マメ科LeguminosaeのスホウCaesalpiniasappanL.の心材。

性味

甘・鹹・辛、平

帰経

心・肝・脾

効能と応用

方剤例

活血祛瘀・消腫止痛

①通経丸

血瘀の月経痛・無月経あるいは産後瘀阻の

腹痛に、当帰・川芎・紅花・桃仁などと用いる。

②八厘散・通導散

打撲外傷の腫脹・疼痛に、乳香・紅花・血竭などと用いる。

その他

祛風和血の効能があるので、蕁麻疹の瘙痒や中風・破傷風などにも使用される。

臨床使用の要点

蘇木は鹹で入血し辛で走散し、活血祛瘀・消腫止痛の効能をもち、傷科の主薬であり、婦科にもよく用いる。跌打損傷の瘀腫疼痛、婦女の血滞経閉痛経・産後瘀阻などに適する。なお、「表裏の風気を発散す」といわれ、祛風和血の効能をもつので、古くは中風・破傷風に、近代はじんましんの瘙痒に用いている。

参考

①李時珍は「少用すればすなわち和血し、多用すればすなわち破血す」と述べており、参考にするとよい。
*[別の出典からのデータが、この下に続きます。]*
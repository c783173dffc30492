//! Host-facing interpreter configuration (section 1.1, ambient stack): resource
//! limits, the boot image path, and which tracer an embedder wants, loaded from
//! a TOML document via `toml_edit` rather than environment variables.

use std::fmt;
use std::time::Duration;

use toml_edit::DocumentMut;

use crate::resource::ResourceLimits;

/// Which built-in tracer an embedder selected, by name, in the config file.
#[derive(Debug, Clone, Copy, PartialEq, Eq, Default)]
pub enum TracerSelection {
    #[default]
    Noop,
    Recording,
    Stderr,
}

impl fmt::Display for TracerSelection {
    fn fmt(&self, f: &mut fmt::Formatter<'_>) -> fmt::Result {
        let name = match self {
            Self::Noop => "noop",
            Self::Recording => "recording",
            Self::Stderr => "stderr",
        };
        f.write_str(name)
    }
}

/// Top-level configuration for one `Interpreter` (section 1.1).
///
/// All fields have sensible defaults; a missing `[config]` table is not an
/// error, only a missing or malformed *value* inside a present table is.
#[derive(Debug, Clone, Default)]
pub struct InterpreterConfig {
    pub limits: ResourceLimits,
    pub boot_image_path: Option<String>,
    pub tracer: TracerSelection,
}

#[derive(Debug)]
pub enum ConfigError {
    Parse(toml_edit::TomlError),
    InvalidValue { key: &'static str, reason: String },
}

impl fmt::Display for ConfigError {
    fn fmt(&self, f: &mut fmt::Formatter<'_>) -> fmt::Result {
        match self {
            Self::Parse(e) => write!(f, "config parse failure: {e}"),
            Self::InvalidValue { key, reason } => write!(f, "invalid value for '{key}': {reason}"),
        }
    }
}

impl std::error::Error for ConfigError {}

impl From<toml_edit::TomlError> for ConfigError {
    fn from(e: toml_edit::TomlError) -> Self {
        Self::Parse(e)
    }
}

impl InterpreterConfig {
    /// Parses a config document, applying any present keys over the defaults.
    pub fn from_toml_str(text: &str) -> Result<Self, ConfigError> {
        let doc: DocumentMut = text.parse()?;
        let mut config = Self::default();

        if let Some(limits) = doc.get("limits").and_then(|item| item.as_table()) {
            if let Some(v) = limits.get("max_allocations").and_then(|i| i.as_integer()) {
                config.limits.max_allocations = Some(non_negative("limits.max_allocations", v)?);
            }
            if let Some(v) = limits.get("max_operations").and_then(|i| i.as_integer()) {
                config.limits.max_operations = Some(non_negative("limits.max_operations", v)?);
            }
            if let Some(v) = limits.get("max_memory_bytes").and_then(|i| i.as_integer()) {
                config.limits.max_memory = Some(non_negative("limits.max_memory_bytes", v)?);
            }
            if let Some(v) = limits.get("max_recursion_depth").and_then(|i| i.as_integer()) {
                config.limits.max_recursion_depth = Some(non_negative("limits.max_recursion_depth", v)?);
            }
            if let Some(v) = limits.get("max_duration_ms").and_then(|i| i.as_integer()) {
                config.limits.max_duration = Some(Duration::from_millis(non_negative("limits.max_duration_ms", v)? as u64));
            }
        }

        if let Some(path) = doc.get("boot_image_path").and_then(|i| i.as_str()) {
            config.boot_image_path = Some(path.to_owned());
        }

        if let Some(tracer) = doc.get("tracer").and_then(|i| i.as_str()) {
            config.tracer = match tracer {
                "noop" => TracerSelection::Noop,
                "recording" => TracerSelection::Recording,
                "stderr" => TracerSelection::Stderr,
                other => {
                    return Err(ConfigError::InvalidValue {
                        key: "tracer",
                        reason: format!("unknown tracer '{other}'"),
                    });
                }
            };
        }

        Ok(config)
    }
}

fn non_negative(key: &'static str, value: i64) -> Result<usize, ConfigError> {
    usize::try_from(value).map_err(|_| ConfigError::InvalidValue {
        key,
        reason: format!("must be non-negative, got {value}"),
    })
}

#[cfg(test)]
mod tests {
    use super::*;

    #[test]
    fn defaults_when_tables_absent() {
        let config = InterpreterConfig::from_toml_str("").unwrap();
        assert!(config.limits.max_allocations.is_none());
        assert_eq!(config.tracer, TracerSelection::Noop);
    }

    #[test]
    fn reads_limits_and_tracer_selection() {
        let toml = r#"
            boot_image_path = "boot.bin"
            tracer = "recording"

            [limits]
            max_allocations = 10000
            max_recursion_depth = 256
            max_duration_ms = 5000
        "#;
        let config = InterpreterConfig::from_toml_str(toml).unwrap();
        assert_eq!(config.limits.max_allocations, Some(10_000));
        assert_eq!(config.limits.max_recursion_depth, Some(256));
        assert_eq!(config.limits.max_duration, Some(Duration::from_millis(5000)));
        assert_eq!(config.boot_image_path.as_deref(), Some("boot.bin"));
        assert_eq!(config.tracer, TracerSelection::Recording);
    }

    #[test]
    fn rejects_unknown_tracer_name() {
        assert!(InterpreterConfig::from_toml_str("tracer = \"bogus\"").is_err());
    }
}
//! Property-style integration tests covering the evaluator's structural
//! invariants: binder referential stability, specifier-merge resolvability,
//! specialize-equivalence, hijack-reversibility, and GC push/drop balance.

use ember::{
    BindMode, Body, Bounce, Cell, CompositionTable, ContextTable, Feed, Flavor, Heap, HeapDiff, Interner, Level,
    LevelMode, Param, ParamClass, ParamFlags, Resolved, Resources, Series, SpecifierTable, resolve, resolve_get,
};
use pretty_assertions::assert_eq;

// ============================================================================
// Binder referential stability
// ============================================================================

#[test]
fn resolving_the_same_context_slot_twice_yields_the_same_slot() {
    let mut heap = Heap::new();
    let mut contexts = ContextTable::new();
    let specifiers = SpecifierTable::new();
    let mut interner = Interner::new();
    let mut tracer = ember::NoopTracer;

    let x = interner.intern("x");
    let ctx = contexts.create(&mut heap, vec![x], vec![Cell::integer(1)]);
    let word = Cell::word(x, Some(ember::Binding::Context(ctx)));

    let first = resolve(&mut heap, &contexts, &specifiers, None, &word, None, BindMode::Read, &mut tracer).unwrap();
    let second = resolve(&mut heap, &contexts, &specifiers, None, &word, None, BindMode::Read, &mut tracer).unwrap();
    assert_eq!(first, second);
    assert!(first.cacheable());
    match first {
        Resolved::ContextSlot(got_ctx, idx) => {
            assert_eq!(got_ctx, ctx);
            assert_eq!(idx, 1);
        }
        Resolved::LetPatch(_) => panic!("expected a context slot, not a let patch"),
    }
}

#[test]
fn a_let_patch_hit_is_not_cache_eligible() {
    let mut heap = Heap::new();
    let contexts = ContextTable::new();
    let mut specifiers = SpecifierTable::new();
    let mut interner = Interner::new();
    let mut tracer = ember::NoopTracer;

    let x = interner.intern("x");
    let patch = specifiers.push_let(x, Cell::integer(7), None);
    let word = Cell::word(x, None);
    let resolved = resolve(&mut heap, &contexts, &specifiers, Some(patch), &word, None, BindMode::Read, &mut tracer).unwrap();
    assert!(!resolved.cacheable());
}

// ============================================================================
// Specifier-merge resolvability: whatever a merged chain resolves to is
// observable through either half of the merge.
// ============================================================================

#[test]
fn merged_specifier_resolves_both_inner_and_outer_names() {
    let mut heap = Heap::new();
    let mut contexts = ContextTable::new();
    let mut specifiers = SpecifierTable::new();
    let mut interner = Interner::new();
    let mut tracer = ember::NoopTracer;

    let outer_key = interner.intern("outer");
    let inner_key = interner.intern("inner");
    let ctx = contexts.create(&mut heap, vec![outer_key], vec![Cell::integer(100)]);
    let outer_chain = specifiers.push_varlist_tail(ctx, None);
    let inner_chain = specifiers.push_let(inner_key, Cell::integer(200), None);

    let (merged, _reused) = specifiers.merge(Some(outer_chain), Some(inner_chain));

    let inner_word = Cell::word(inner_key, None);
    let resolved_inner = resolve(&mut heap, &contexts, &specifiers, merged, &inner_word, None, BindMode::Read, &mut tracer).unwrap();
    assert_eq!(resolve_get(&heap, &contexts, &specifiers, resolved_inner), Cell::integer(200));

    let outer_word = Cell::word(outer_key, None);
    let resolved_outer = resolve(&mut heap, &contexts, &specifiers, merged, &outer_word, None, BindMode::Read, &mut tracer).unwrap();
    assert_eq!(resolve_get(&heap, &contexts, &specifiers, resolved_outer), Cell::integer(100));
}

// ============================================================================
// Specialize-equivalence: calling the specialized action with only the
// unfrozen arguments must equal calling the original with all arguments,
// frozen ones substituted in their declared positions.
// ============================================================================

fn sum_two_dispatcher(level: &mut Level, _resources: &mut Resources<'_>) -> Bounce {
    let LevelMode::Dispatch { args, .. } = &level.mode else {
        unreachable!()
    };
    let Cell { value: ember::CellValue::Integer(a), .. } = &args[0] else {
        unreachable!()
    };
    let Cell { value: ember::CellValue::Integer(b), .. } = &args[1] else {
        unreachable!()
    };
    Bounce::Completed(Cell::integer(a + b))
}

#[test]
fn specializing_one_argument_matches_calling_the_original_directly() {
    let mut heap = Heap::new();
    let mut actions = ember::ActionTable::new();
    let mut contexts = ContextTable::new();
    let mut specifiers = SpecifierTable::new();
    let mut interner = Interner::new();
    let mut compositions = CompositionTable::new();

    let p1 = interner.intern("a");
    let p2 = interner.intern("b");
    let params = vec![
        Param { symbol: p1, class: ParamClass::Normal, flags: ParamFlags::empty(), type_test: None },
        Param { symbol: p2, class: ParamClass::Normal, flags: ParamFlags::empty(), type_test: None },
    ];
    let original = actions.create(&mut heap, params, sum_two_dispatcher, Vec::new(), None, None);
    let specialized = compositions.specialize(&mut actions, &mut heap, original, vec![(0, Cell::integer(10))], None);

    let mut resources = Resources {
        heap: &mut heap,
        contexts: &mut contexts,
        actions: &mut actions,
        specifiers: &mut specifiers,
        interner: &mut interner,
        compositions: &mut compositions,
    };

    let direct = {
        let mut level = Level::new_eval(Feed::from_variadic(std::iter::empty()));
        level.mode = LevelMode::Dispatch { action: original, args: vec![Cell::integer(10), Cell::integer(5)] };
        match sum_two_dispatcher(&mut level, &mut resources) {
            Bounce::Completed(v) => v,
            other => panic!("unexpected bounce: {other:?}"),
        }
    };

    let via_specialized = {
        let mut level = Level::new_eval(Feed::from_variadic(std::iter::empty()));
        level.mode = LevelMode::Dispatch { action: specialized, args: vec![Cell::integer(5)] };
        let dispatcher = resources.actions.get(specialized).dispatcher;
        match dispatcher(&mut level, &mut resources) {
            Bounce::Completed(v) => v,
            other => panic!("unexpected bounce: {other:?}"),
        }
    };

    assert_eq!(direct, via_specialized);
}

// ============================================================================
// Hijack-reversibility
// ============================================================================

fn original_behavior(_level: &mut Level, _resources: &mut Resources<'_>) -> Bounce {
    Bounce::Completed(Cell::integer(1))
}
fn hijacked_behavior(_level: &mut Level, _resources: &mut Resources<'_>) -> Bounce {
    Bounce::Completed(Cell::integer(2))
}

#[test]
fn hijack_then_restore_is_behaviorally_the_identity() {
    let mut heap = Heap::new();
    let mut actions = ember::ActionTable::new();
    let mut compositions = CompositionTable::new();

    let target = actions.create(&mut heap, Vec::new(), original_behavior, Vec::new(), None, None);
    let before_dispatcher = actions.get(target).dispatcher;

    compositions.backup_for_hijack(&actions, target);
    actions.hijack(target, hijacked_behavior, Vec::new(), &mut heap);
    assert_ne!(actions.get(target).dispatcher as usize, before_dispatcher as usize);

    assert!(compositions.restore(&mut actions, &mut heap, target));
    assert_eq!(actions.get(target).dispatcher as usize, before_dispatcher as usize);

    // Restoring twice is a no-op failure, not a panic: the backup is consumed.
    assert!(!compositions.restore(&mut actions, &mut heap, target));
}

// ============================================================================
// Push/drop-level balance: running a program that nests one extra level
// (a GROUP!) leaves heap occupancy exactly where it started once the level
// stack has unwound and a collection runs against an empty root set.
// ============================================================================

#[test]
fn nested_group_evaluation_leaves_the_heap_balanced_after_collection() {
    let mut heap = Heap::new();
    let mut contexts = ContextTable::new();
    let mut actions = ember::ActionTable::new();
    let mut specifiers = SpecifierTable::new();
    let mut interner = Interner::new();
    let mut compositions = CompositionTable::new();
    let mut tracer = ember::NoopTracer;

    let before = heap.collect(&[]);

    let inner_series = heap.alloc(Series::new(Flavor::CellArray, Body::Cells(vec![Cell::integer(9)])));
    let group_cell = Cell::new(ember::CellValue::Group(inner_series));
    let program: std::rc::Rc<[Cell]> = vec![group_cell].into();

    let mut resources = Resources {
        heap: &mut heap,
        contexts: &mut contexts,
        actions: &mut actions,
        specifiers: &mut specifiers,
        interner: &mut interner,
        compositions: &mut compositions,
    };
    let level = Level::new_root(Feed::from_block(program, None));
    let result = ember::run(level, &mut resources, &mut tracer).unwrap();
    assert_eq!(result, Cell::integer(9));

    let after = heap.collect(&[]);
    assert!(HeapDiff::between(before, after).is_balanced());
}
②蘇木・紅花は効能が似ており、活血通経・消瘀止痛に働き、婦科調経・傷科止痛の常用薬であり、少用では和血し多用すると破血する。紅花は温性で催生堕胎に働き、蘇木は偏涼で祛風和血に働く。

用量

3~9g、煎服。

使用上の注意

走散動血するので、血虚無瘀や妊婦には禁忌。